## Exercise details
Each record below must be retyped exactly, with nothing left out.

## Input data
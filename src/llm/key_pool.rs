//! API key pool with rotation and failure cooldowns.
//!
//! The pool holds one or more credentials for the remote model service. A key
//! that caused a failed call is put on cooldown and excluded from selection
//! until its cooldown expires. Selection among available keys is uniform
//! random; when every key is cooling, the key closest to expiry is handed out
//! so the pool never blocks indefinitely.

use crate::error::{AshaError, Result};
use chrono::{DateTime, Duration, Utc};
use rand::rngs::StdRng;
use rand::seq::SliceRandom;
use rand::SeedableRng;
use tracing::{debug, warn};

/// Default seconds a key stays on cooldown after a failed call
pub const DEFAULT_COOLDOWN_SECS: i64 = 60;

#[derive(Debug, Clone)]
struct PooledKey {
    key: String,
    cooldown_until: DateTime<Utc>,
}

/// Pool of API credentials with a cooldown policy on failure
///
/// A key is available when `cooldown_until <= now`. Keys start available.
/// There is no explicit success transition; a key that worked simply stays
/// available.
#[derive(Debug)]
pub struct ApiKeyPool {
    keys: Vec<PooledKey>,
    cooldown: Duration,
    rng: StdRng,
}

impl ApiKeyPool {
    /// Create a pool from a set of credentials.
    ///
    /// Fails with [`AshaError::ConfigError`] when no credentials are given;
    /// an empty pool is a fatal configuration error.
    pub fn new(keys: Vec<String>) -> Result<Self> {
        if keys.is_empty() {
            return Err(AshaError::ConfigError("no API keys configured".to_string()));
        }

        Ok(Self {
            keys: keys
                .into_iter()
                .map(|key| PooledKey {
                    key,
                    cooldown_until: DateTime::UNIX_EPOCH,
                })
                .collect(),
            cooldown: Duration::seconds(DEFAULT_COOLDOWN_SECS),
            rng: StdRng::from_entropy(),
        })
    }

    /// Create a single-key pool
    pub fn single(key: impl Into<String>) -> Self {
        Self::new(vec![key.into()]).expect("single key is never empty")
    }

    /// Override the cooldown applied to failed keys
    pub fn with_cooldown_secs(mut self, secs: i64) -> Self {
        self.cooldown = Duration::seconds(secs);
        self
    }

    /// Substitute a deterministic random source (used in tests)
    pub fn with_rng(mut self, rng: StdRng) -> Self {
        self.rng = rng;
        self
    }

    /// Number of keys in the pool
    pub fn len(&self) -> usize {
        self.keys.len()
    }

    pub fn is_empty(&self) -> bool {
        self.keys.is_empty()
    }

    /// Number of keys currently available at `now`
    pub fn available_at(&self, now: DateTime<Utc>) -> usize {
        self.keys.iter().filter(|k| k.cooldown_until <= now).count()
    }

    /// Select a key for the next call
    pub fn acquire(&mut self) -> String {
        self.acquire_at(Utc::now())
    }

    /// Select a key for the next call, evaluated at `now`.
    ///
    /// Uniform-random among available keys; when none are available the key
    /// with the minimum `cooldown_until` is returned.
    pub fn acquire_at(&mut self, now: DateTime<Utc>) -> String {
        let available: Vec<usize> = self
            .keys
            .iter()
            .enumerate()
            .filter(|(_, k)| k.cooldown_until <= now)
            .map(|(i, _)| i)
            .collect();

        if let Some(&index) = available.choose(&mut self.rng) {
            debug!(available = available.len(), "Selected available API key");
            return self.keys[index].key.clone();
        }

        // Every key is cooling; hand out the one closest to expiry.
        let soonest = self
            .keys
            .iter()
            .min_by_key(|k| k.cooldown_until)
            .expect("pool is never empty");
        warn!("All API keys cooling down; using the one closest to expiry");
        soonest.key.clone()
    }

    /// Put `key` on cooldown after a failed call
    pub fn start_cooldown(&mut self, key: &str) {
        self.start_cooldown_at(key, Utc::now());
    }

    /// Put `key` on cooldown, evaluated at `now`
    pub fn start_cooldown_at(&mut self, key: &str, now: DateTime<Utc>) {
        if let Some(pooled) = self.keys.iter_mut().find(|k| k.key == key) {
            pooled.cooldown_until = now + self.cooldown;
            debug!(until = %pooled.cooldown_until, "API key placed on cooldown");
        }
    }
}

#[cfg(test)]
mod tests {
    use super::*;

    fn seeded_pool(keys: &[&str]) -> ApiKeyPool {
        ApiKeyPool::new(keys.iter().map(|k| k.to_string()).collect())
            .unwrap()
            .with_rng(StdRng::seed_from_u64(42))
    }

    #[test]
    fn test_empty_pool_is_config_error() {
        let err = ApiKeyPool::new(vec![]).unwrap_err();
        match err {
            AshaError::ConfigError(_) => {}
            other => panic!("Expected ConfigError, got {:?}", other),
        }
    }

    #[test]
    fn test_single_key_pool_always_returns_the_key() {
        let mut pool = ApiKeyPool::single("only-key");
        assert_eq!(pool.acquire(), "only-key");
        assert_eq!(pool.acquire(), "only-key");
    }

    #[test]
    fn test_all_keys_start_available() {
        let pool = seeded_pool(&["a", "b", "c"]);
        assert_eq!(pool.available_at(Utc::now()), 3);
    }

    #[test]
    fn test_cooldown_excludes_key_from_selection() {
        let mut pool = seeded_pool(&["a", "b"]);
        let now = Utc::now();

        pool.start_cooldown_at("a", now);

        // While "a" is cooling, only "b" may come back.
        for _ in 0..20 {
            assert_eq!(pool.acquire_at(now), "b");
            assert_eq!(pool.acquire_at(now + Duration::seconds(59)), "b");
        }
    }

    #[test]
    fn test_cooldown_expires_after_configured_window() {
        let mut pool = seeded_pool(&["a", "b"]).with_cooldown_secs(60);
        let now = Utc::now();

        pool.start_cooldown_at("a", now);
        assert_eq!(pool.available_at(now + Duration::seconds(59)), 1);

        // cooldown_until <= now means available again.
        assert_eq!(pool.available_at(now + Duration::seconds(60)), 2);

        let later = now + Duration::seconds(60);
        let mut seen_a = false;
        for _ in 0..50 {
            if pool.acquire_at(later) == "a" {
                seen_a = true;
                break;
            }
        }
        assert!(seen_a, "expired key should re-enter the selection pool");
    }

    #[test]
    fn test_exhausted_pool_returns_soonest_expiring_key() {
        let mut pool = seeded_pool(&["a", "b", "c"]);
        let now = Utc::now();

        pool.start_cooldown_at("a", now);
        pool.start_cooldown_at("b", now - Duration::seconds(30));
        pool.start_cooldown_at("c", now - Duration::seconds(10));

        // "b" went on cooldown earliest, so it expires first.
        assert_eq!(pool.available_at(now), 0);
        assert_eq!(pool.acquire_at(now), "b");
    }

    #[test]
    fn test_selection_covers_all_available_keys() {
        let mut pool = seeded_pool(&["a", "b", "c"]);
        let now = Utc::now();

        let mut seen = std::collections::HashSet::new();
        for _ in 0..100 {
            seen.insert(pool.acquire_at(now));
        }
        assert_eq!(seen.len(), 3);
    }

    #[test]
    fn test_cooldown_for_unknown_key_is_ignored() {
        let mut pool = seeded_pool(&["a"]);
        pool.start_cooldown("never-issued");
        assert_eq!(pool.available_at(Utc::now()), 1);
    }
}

## Solution
filename src/llm/key_pool.rs
//! API key pool with rotation and failure cooldowns.
//!
//! The pool holds one or more credentials for the remote model service. A key
//! that caused a failed call is put on cooldown and excluded from selection
//! until its cooldown expires. Selection among available keys is uniform
//! random; when every key is cooling, the key closest to expiry is handed out
//! so the pool never blocks indefinitely.

use crate::error::{AshaError, Result};
use chrono::{DateTime, Duration, Utc};
use rand::rngs::StdRng;
use rand::seq::SliceRandom;
use rand::SeedableRng;
use tracing::{debug, warn};

/// Default seconds a key stays on cooldown after a failed call
pub const DEFAULT_COOLDOWN_SECS: i64 = 60;

#[derive(Debug, Clone)]
struct PooledKey {
    key: String,
    cooldown_until: DateTime<Utc>,
}

/// Pool of API credentials with a cooldown policy on failure
///
/// A key is available when `cooldown_until <= now`. Keys start available.
/// There is no explicit success transition; a key that worked simply stays
/// available.
#[derive(Debug)]
pub struct ApiKeyPool {
    keys: Vec<PooledKey>,
    cooldown: Duration,
    rng: StdRng,
}

impl ApiKeyPool {
    /// Create a pool from a set of credentials.
    ///
    /// Fails with [`AshaError::ConfigError`] when no credentials are given;
    /// an empty pool is a fatal configuration error.
    pub fn new(keys: Vec<String>) -> Result<Self> {
        if keys.is_empty() {
            return Err(AshaError::ConfigError("no API keys configured".to_string()));
        }

        Ok(Self {
            keys: keys
                .into_iter()
                .map(|key| PooledKey {
                    key,
                    cooldown_until: DateTime::UNIX_EPOCH,
                })
                .collect(),
            cooldown: Duration::seconds(DEFAULT_COOLDOWN_SECS),
            rng: StdRng::from_entropy(),
        })
    }

    /// Create a single-key pool
    pub fn single(key: impl Into<String>) -> Self {
        Self::new(vec![key.into()]).expect("single key is never empty")
    }

    /// Override the cooldown applied to failed keys
    pub fn with_cooldown_secs(mut self, secs: i64) -> Self {
        self.cooldown = Duration::seconds(secs);
        self
    }

    /// Substitute a deterministic random source (used in tests)
    pub fn with_rng(mut self, rng: StdRng) -> Self {
        self.rng = rng;
        self
    }

    /// Number of keys in the pool
    pub fn len(&self) -> usize {
        self.keys.len()
    }

    pub fn is_empty(&self) -> bool {
        self.keys.is_empty()
    }

    /// Number of keys currently available at `now`
    pub fn available_at(&self, now: DateTime<Utc>) -> usize {
        self.keys.iter().filter(|k| k.cooldown_until <= now).count()
    }

    /// Select a key for the next call
    pub fn acquire(&mut self) -> String {
        self.acquire_at(Utc::now())
    }

    /// Select a key for the next call, evaluated at `now`.
    ///
    /// Uniform-random among available keys; when none are available the key
    /// with the minimum `cooldown_until` is returned.
    pub fn acquire_at(&mut self, now: DateTime<Utc>) -> String {
        let available: Vec<usize> = self
            .keys
            .iter()
            .enumerate()
            .filter(|(_, k)| k.cooldown_until <= now)
            .map(|(i, _)| i)
            .collect();

        if let Some(&index) = available.choose(&mut self.rng) {
            debug!(available = available.len(), "Selected available API key");
            return self.keys[index].key.clone();
        }

        // Every key is cooling; hand out the one closest to expiry.
        let soonest = self
            .keys
            .iter()
            .min_by_key(|k| k.cooldown_until)
            .expect("pool is never empty");
        warn!("All API keys cooling down; using the one closest to expiry");
        soonest.key.clone()
    }

    /// Put `key` on cooldown after a failed call
    pub fn start_cooldown(&mut self, key: &str) {
        self.start_cooldown_at(key, Utc::now());
    }

    /// Put `key` on cooldown, evaluated at `now`
    pub fn start_cooldown_at(&mut self, key: &str, now: DateTime<Utc>) {
        if let Some(pooled) = self.keys.iter_mut().find(|k| k.key == key) {
            pooled.cooldown_until = now + self.cooldown;
            debug!(until = %pooled.cooldown_until, "API key placed on cooldown");
        }
    }
}

#[cfg(test)]
mod tests {
    use super::*;

    fn seeded_pool(keys: &[&str]) -> ApiKeyPool {
        ApiKeyPool::new(keys.iter().map(|k| k.to_string()).collect())
            .unwrap()
            .with_rng(StdRng::seed_from_u64(42))
    }

    #[test]
    fn test_empty_pool_is_config_error() {
        let err = ApiKeyPool::new(vec![]).unwrap_err();
        match err {
            AshaError::ConfigError(_) => {}
            other => panic!("Expected ConfigError, got {:?}", other),
        }
    }

    #[test]
    fn test_single_key_pool_always_returns_the_key() {
        let mut pool = ApiKeyPool::single("only-key");
        assert_eq!(pool.acquire(), "only-key");
        assert_eq!(pool.acquire(), "only-key");
    }

    #[test]
    fn test_all_keys_start_available() {
        let pool = seeded_pool(&["a", "b", "c"]);
        assert_eq!(pool.available_at(Utc::now()), 3);
    }

    #[test]
    fn test_cooldown_excludes_key_from_selection() {
        let mut pool = seeded_pool(&["a", "b"]);
        let now = Utc::now();

        pool.start_cooldown_at("a", now);

        // While "a" is cooling, only "b" may come back.
        for _ in 0..20 {
            assert_eq!(pool.acquire_at(now), "b");
            assert_eq!(pool.acquire_at(now + Duration::seconds(59)), "b");
        }
    }

    #[test]
    fn test_cooldown_expires_after_configured_window() {
        let mut pool = seeded_pool(&["a", "b"]).with_cooldown_secs(60);
        let now = Utc::now();

        pool.start_cooldown_at("a", now);
        assert_eq!(pool.available_at(now + Duration::seconds(59)), 1);

        // cooldown_until <= now means available again.
        assert_eq!(pool.available_at(now + Duration::seconds(60)), 2);

        let later = now + Duration::seconds(60);
        let mut seen_a = false;
        for _ in 0..50 {
            if pool.acquire_at(later) == "a" {
                seen_a = true;
                break;
            }
        }
        assert!(seen_a, "expired key should re-enter the selection pool");
    }

    #[test]
    fn test_exhausted_pool_returns_soonest_expiring_key() {
        let mut pool = seeded_pool(&["a", "b", "c"]);
        let now = Utc::now();

        pool.start_cooldown_at("a", now);
        pool.start_cooldown_at("b", now - Duration::seconds(30));
        pool.start_cooldown_at("c", now - Duration::seconds(10));

        // "b" went on cooldown earliest, so it expires first.
        assert_eq!(pool.available_at(now), 0);
        assert_eq!(pool.acquire_at(now), "b");
    }

    #[test]
    fn test_selection_covers_all_available_keys() {
        let mut pool = seeded_pool(&["a", "b", "c"]);
        let now = Utc::now();

        let mut seen = std::collections::HashSet::new();
        for _ in 0..100 {
            seen.insert(pool.acquire_at(now));
        }
        assert_eq!(seen.len(), 3);
    }

    #[test]
    fn test_cooldown_for_unknown_key_is_ignored() {
        let mut pool = seeded_pool(&["a"]);
        pool.start_cooldown("never-issued");
        assert_eq!(pool.available_at(Utc::now()), 1);
    }
}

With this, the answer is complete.